The traditional Navy colors were chosen for the shield because dark blue and gold represents the sea and excellence respectively. The anchor represents the anchorage at Pearl Harbor, which brought the United States into World War II after being attacked 7 December 1941. The propeller represents Warrant Officer Ross and a Navy Machinist badge signifies the post he held at the time of action. The inverted silver star stands for his heroism during the attack and the Medal of Honor he received for valor on board the battleship . The shield's shape refers to the AEGIS combat system of DDG-71. The color gold represents excellence, while red denotes courage and sacrifice.

=== Crest ===
The crest consists of a griffin holding a trident with a red and gold framing below.

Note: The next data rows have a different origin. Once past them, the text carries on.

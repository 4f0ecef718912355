use chrono::NaiveDateTime;
use serde::{Deserialize, Serialize};

#[derive(Debug, Clone, Serialize, Deserialize)]
pub struct Booking {
    pub id: i64,
    pub slot_id: i64,
    pub patient_name: String,
    pub patient_email: String,
    pub patient_phone: String,
    pub ip_address: Option<String>,
    pub user_agent: Option<String>,
    pub created_at: NaiveDateTime,
}

/// Who the booking is for.
#[derive(Debug, Clone, Serialize, Deserialize)]
pub struct PatientInfo {
    pub name: String,
    pub email: String,
    pub phone: String,
}

/// Where the request came from; stored on the booking row.
#[derive(Debug, Clone, Default)]
pub struct AuditInfo {
    pub ip_address: Option<String>,
    pub user_agent: Option<String>,
}
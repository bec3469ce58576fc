use thiserror::Error;

#[derive(Error, Debug, Clone, PartialEq)]
pub enum RiskError {
    #[error("No risk grid is loaded for symbol '{0}'.")]
    GridMissing(String),

    #[error("Risk grid for '{symbol}' is invalid: {reason}")]
    InvalidGrid { symbol: String, reason: String },
}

The griffin, denoting vigilance, intelligence, and valor, reflects USS Rosss versatile operational capabilities. The griffin holds a trident to represent the ship's offensive equipment with exceptional firepower. The color gold represents excellence.

=== Motto ===
The ship's motto, written on a scroll of blue that has a red reverse side, is "Fortune Favors Valor." It refers to the honorable feats of Captain Ross and the Medal of Honor he received.

=== Seal ===
The coat of arms in full color as in the blazon, upon a white background enclosed within a dark blue oval border edged on the outside with a gold rope and bearing the inscription "USS ROSS" at the top and "DDG 71" in the base all gold.